III. Inclusions requirements after prerequisite

After a patient meets the prerequisite requirements for inclusions, they must meet any one of the following.

  1. Transferred between acute care facilities (In or out)

    If a trauma center receives a patient that has sustained an injury that the center is unable to treat and transfers the patient to a higher or more appropriate level of care, this patient must be included in the registry at both the transferring and receiving hospital. This will allow regions to identify over and under triage that is occurring.

  2. Admitted to intensive care (no minimum)

    Any injury sustained that warrants admission to ICU must be included.

  3. Hospitalization for three or more calendar days

    Any patient hospitalized for three or more calendar days must be included. In some situations, patients may be hospitalized for reasons other than the injury, i.e. medical, social, etc. It is recommended that hospitals include all of these for evaluation in their own facility, but only those hospitalized due to the injury should be submitted to the state.

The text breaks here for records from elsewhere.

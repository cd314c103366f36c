//! Error codes and the JSON-RPC error object.
//!
//! Codes below -32000 are the JSON-RPC 2.0 reserved ones. The -32000..-32004
//! range covers the ways a request can fail around its scope: no scope
//! attached, server not running, deadline hit, blocked by middleware.

use serde::{Deserialize, Serialize};

/// Every error code the server can produce. Serialized as the bare integer.
#[derive(Debug, Clone, Copy, PartialEq, Eq, Serialize, Deserialize)]
#[serde(into = "i32", try_from = "i32")]
#[repr(i32)]
pub enum RpcErrorCode {
    ParseError = -32700,
    InvalidRequest = -32600,
    MethodNotFound = -32601,
    InvalidParams = -32602,
    InternalError = -32603,

    /// The request handle has no scope in the registry.
    NoScope = -32000,
    ServerNotInitialized = -32001,
    ServerShuttingDown = -32002,
    /// The request deadline expired and its scope was cancelled.
    RequestCancelled = -32003,
    /// A middleware refused the request.
    Blocked = -32004,
}

impl RpcErrorCode {
    pub fn code(self) -> i32 {
        self as i32
    }
}

impl From<RpcErrorCode> for i32 {
    fn from(code: RpcErrorCode) -> Self {
        code.code()
    }
}

impl TryFrom<i32> for RpcErrorCode {
    type Error = String;

    fn try_from(code: i32) -> Result<Self, Self::Error> {
        Ok(match code {
            -32700 => Self::ParseError,
            -32600 => Self::InvalidRequest,
            -32601 => Self::MethodNotFound,
            -32602 => Self::InvalidParams,
            -32603 => Self::InternalError,
            -32000 => Self::NoScope,
            -32001 => Self::ServerNotInitialized,
            -32002 => Self::ServerShuttingDown,
            -32003 => Self::RequestCancelled,
            -32004 => Self::Blocked,
            other => return Err(format!("unknown error code {other}")),
        })
    }
}

/// JSON-RPC 2.0 error object.
#[derive(Debug, Clone, PartialEq, Serialize, Deserialize)]
pub struct RpcError {
    pub code: RpcErrorCode,
    pub message: String,
    #[serde(skip_serializing_if = "Option::is_none")]
    pub data: Option<serde_json::Value>,
}

impl RpcError {
    pub fn new(code: RpcErrorCode, message: impl Into<String>) -> Self {
        Self {
            code,
            message: message.into(),
            data: None,
        }
    }

    /// Attach structured detail, e.g. the parser's message.
    pub fn with_data(mut self, data: serde_json::Value) -> Self {
        self.data = Some(data);
        self
    }

    pub fn parse_error(detail: impl std::fmt::Display) -> Self {
        Self::new(RpcErrorCode::ParseError, "Failed to parse JSON")
            .with_data(serde_json::json!({ "detail": detail.to_string() }))
    }

    pub fn invalid_request(message: impl Into<String>) -> Self {
        Self::new(RpcErrorCode::InvalidRequest, message)
    }

    pub fn method_not_found(method: &str) -> Self {
        Self::new(RpcErrorCode::MethodNotFound, format!("Method not found: {method}"))
    }

    pub fn invalid_params(message: impl Into<String>) -> Self {
        Self::new(RpcErrorCode::InvalidParams, message)
    }

    pub fn internal(message: impl Into<String>) -> Self {
        Self::new(RpcErrorCode::InternalError, message)
    }

    pub fn no_scope() -> Self {
        Self::new(RpcErrorCode::NoScope, "No scope attached to this request")
    }

    pub fn not_initialized() -> Self {
        Self::new(RpcErrorCode::ServerNotInitialized, "Server is not initialized")
    }

    pub fn shutting_down() -> Self {
        Self::new(RpcErrorCode::ServerShuttingDown, "Server is shutting down")
    }

    pub fn cancelled(deadline: std::time::Duration) -> Self {
        Self::new(
            RpcErrorCode::RequestCancelled,
            format!("Request exceeded {}ms deadline", deadline.as_millis()),
        )
    }

    /// Middleware refusal. Falls back to a generic message when the
    /// middleware gave no feedback.
    pub fn blocked(feedback: Option<String>) -> Self {
        Self::new(
            RpcErrorCode::Blocked,
            feedback.unwrap_or_else(|| "Request blocked by middleware".into()),
        )
    }

    pub fn error_code(&self) -> RpcErrorCode {
        self.code
    }
}

impl std::fmt::Display for RpcError {
    fn fmt(&self, f: &mut std::fmt::Formatter<'_>) -> std::fmt::Result {
        write!(f, "{:?} ({}): {}", self.code, self.code.code(), self.message)
    }
}

impl std::error::Error for RpcError {}
//! Protocol layer tests — JSON-RPC serialization, error codes, method names.

#[cfg(test)]
mod tests {
    use ctxmap_protocol::*;
    use serde_json::json;
    use std::time::Duration;

    // ─────────────────────────────────────────────────────────────────────
    // RequestId
    // ─────────────────────────────────────────────────────────────────────

    #[test]
    fn request_id_number_and_string() {
        assert_eq!(serde_json::to_value(RequestId::Number(42)).unwrap(), json!(42));
        assert_eq!(serde_json::to_value(RequestId::String("abc".into())).unwrap(), json!("abc"));

        let id: RequestId = serde_json::from_value(json!("req-1")).unwrap();
        assert_eq!(id, RequestId::String("req-1".into()));
    }

    // ─────────────────────────────────────────────────────────────────────
    // RpcRequest
    // ─────────────────────────────────────────────────────────────────────

    #[test]
    fn request_without_params() {
        let req: RpcRequest = serde_json::from_value(json!({
            "jsonrpc": "2.0",
            "id": 1,
            "method": "scope/get"
        }))
        .unwrap();
        assert_eq!(req.method, Methods::SCOPE_GET);
        assert!(req.params.is_none());
        assert!(req.is_valid());
    }

    #[test]
    fn request_invalid_version_or_method() {
        let mut req = RpcRequest::new(RequestId::Number(1), "scope/get", None);
        req.jsonrpc = "1.0".into();
        assert!(!req.is_valid());

        let req = RpcRequest::new(RequestId::Number(1), "", None);
        assert!(!req.is_valid());
    }

    #[test]
    fn request_skips_missing_params() {
        let req = RpcRequest::new(RequestId::Number(3), "server/ping", None);
        let value = serde_json::to_value(&req).unwrap();
        assert!(value.get("params").is_none());
    }

    // ─────────────────────────────────────────────────────────────────────
    // Responses
    // ─────────────────────────────────────────────────────────────────────

    #[test]
    fn success_response_wire_format() {
        let resp = RpcResponse::success(RequestId::Number(7), json!({"ok": true}));
        assert!(resp.is_success());
        assert_eq!(
            serde_json::to_value(&resp).unwrap(),
            json!({"jsonrpc": "2.0", "id": 7, "result": {"ok": true}})
        );
    }

    #[test]
    fn error_response_null_id() {
        let resp = RpcResponse::error(None, RpcError::parse_error("bad json"));
        assert!(resp.is_error());
        let value = serde_json::to_value(&resp).unwrap();
        assert_eq!(value["id"], json!(null));
        assert_eq!(value["error"]["code"], -32700);
        assert_eq!(value["error"]["message"], "Failed to parse JSON");
        assert_eq!(value["error"]["data"]["detail"], "bad json");
    }

    #[test]
    fn from_result_maps_both_arms() {
        let ok = RpcResponse::from_result(RequestId::Number(4), Ok(json!(1)));
        match ok {
            RpcResponse::Success(s) => assert_eq!(s.id, RequestId::Number(4)),
            RpcResponse::Error(_) => panic!("expected success"),
        }

        let err = RpcResponse::from_result(
            RequestId::String("x".into()),
            Err(RpcError::cancelled(Duration::from_millis(250))),
        );
        match err {
            RpcResponse::Error(e) => {
                assert_eq!(e.id, Some(RequestId::String("x".into())));
                assert_eq!(e.error.error_code(), RpcErrorCode::RequestCancelled);
                assert_eq!(e.error.message, "Request exceeded 250ms deadline");
            }
            RpcResponse::Success(_) => panic!("expected error"),
        }
    }

    #[test]
    fn response_deserializes_untagged() {
        let resp: RpcResponse = serde_json::from_value(json!({
            "jsonrpc": "2.0",
            "id": 1,
            "error": {"code": -32601, "message": "Method not found: nope/x"}
        }))
        .unwrap();
        assert!(resp.is_error());
    }

    // ─────────────────────────────────────────────────────────────────────
    // Errors
    // ─────────────────────────────────────────────────────────────────────

    #[test]
    fn error_codes_serialize_as_integers() {
        for (code, wire) in [
            (RpcErrorCode::ParseError, -32700),
            (RpcErrorCode::InvalidRequest, -32600),
            (RpcErrorCode::MethodNotFound, -32601),
            (RpcErrorCode::InvalidParams, -32602),
            (RpcErrorCode::InternalError, -32603),
            (RpcErrorCode::NoScope, -32000),
            (RpcErrorCode::ServerNotInitialized, -32001),
            (RpcErrorCode::ServerShuttingDown, -32002),
            (RpcErrorCode::RequestCancelled, -32003),
            (RpcErrorCode::Blocked, -32004),
        ] {
            assert_eq!(code.code(), wire);
            assert_eq!(serde_json::to_value(code).unwrap(), json!(wire));
            assert_eq!(RpcErrorCode::try_from(wire), Ok(code));
        }
    }

    #[test]
    fn unknown_error_code_is_rejected() {
        assert!(RpcErrorCode::try_from(1234).is_err());
        let parsed: Result<RpcError, _> =
            serde_json::from_value(json!({"code": 1234, "message": "??"}));
        assert!(parsed.is_err());
    }

    #[test]
    fn scope_errors() {
        let err = RpcError::no_scope();
        assert_eq!(err.error_code(), RpcErrorCode::NoScope);
        assert_eq!(err.message, "No scope attached to this request");

        let err = RpcError::blocked(Some("scope/set is read-only".into()));
        assert_eq!(err.error_code(), RpcErrorCode::Blocked);
        assert_eq!(err.message, "scope/set is read-only");
        assert_eq!(
            RpcError::blocked(None).message,
            "Request blocked by middleware"
        );
    }

    #[test]
    fn error_with_data_and_display() {
        let err = RpcError::invalid_params("missing key").with_data(json!({"field": "key"}));
        assert_eq!(err.data, Some(json!({"field": "key"})));
        assert_eq!(err.to_string(), "InvalidParams (-32602): missing key");

        let value = serde_json::to_value(RpcError::internal("boom")).unwrap();
        assert!(value.get("data").is_none());
    }

    #[test]
    fn method_not_found_names_method() {
        let err = RpcError::method_not_found("nope/x");
        assert_eq!(err.message, "Method not found: nope/x");
        assert_eq!(err.error_code(), RpcErrorCode::MethodNotFound);
    }
}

  4. Died after receiving any evaluation or treatment

    All trauma deaths that receive any evaluation or treatment in the Emergency Department must be entered in the registry and evaluated for preventability at all levels: pre-hospital, transferring hospital, and receiving hospital.

  5. Admitted directly from Emergency Department to Operating Room for major procedure, excluding plastics or orthopedics procedures on patients that do not meet the three day hospitalization criteria

    All patients that are admitted directly from the ED to the operating room for a major procedure must be included. Any plastic and/or orthopedic procedures that do not meet one of the other criteria for inclusion must not be entered into the trauma registry.

  6. Triaged (per regional trauma protocols) to a trauma hospital by pre-hospital care regardless of severity

    If any patient is triaged to a trauma center by pre-hospital care providers (per regional trauma protocols), the patient must be included in the registry. This is how medical direction for pre-hospital care at the local and regional levels will monitor appropriateness of triage protocols.

  7. Treated in the emergency department by the trauma team regardless of severity of injury

    Any trauma patient triaged or transferred into a trauma center that results in the activation of the trauma team must be entered into the registry. This will allow a hospital's trauma program manager to monitor appropriateness of trauma team activation protocols.

IV. Criteria for Including Burn Patients into the Trauma Registry Special note for coding injuries for burn patients (ICD-9-CM 940-949)

The ICD-9 codes for burn patients are 940.00 – 949.00. To be able to calculate an ISS for burn patients, you MUST code the injury under the 948.00 sub-classification group. This pertains to burns classified according to extent of body surface involved. This is the only group of ICD9 codes for burns that give an AIS value. No other burn ICD-9 codes should be included into the trauma registry.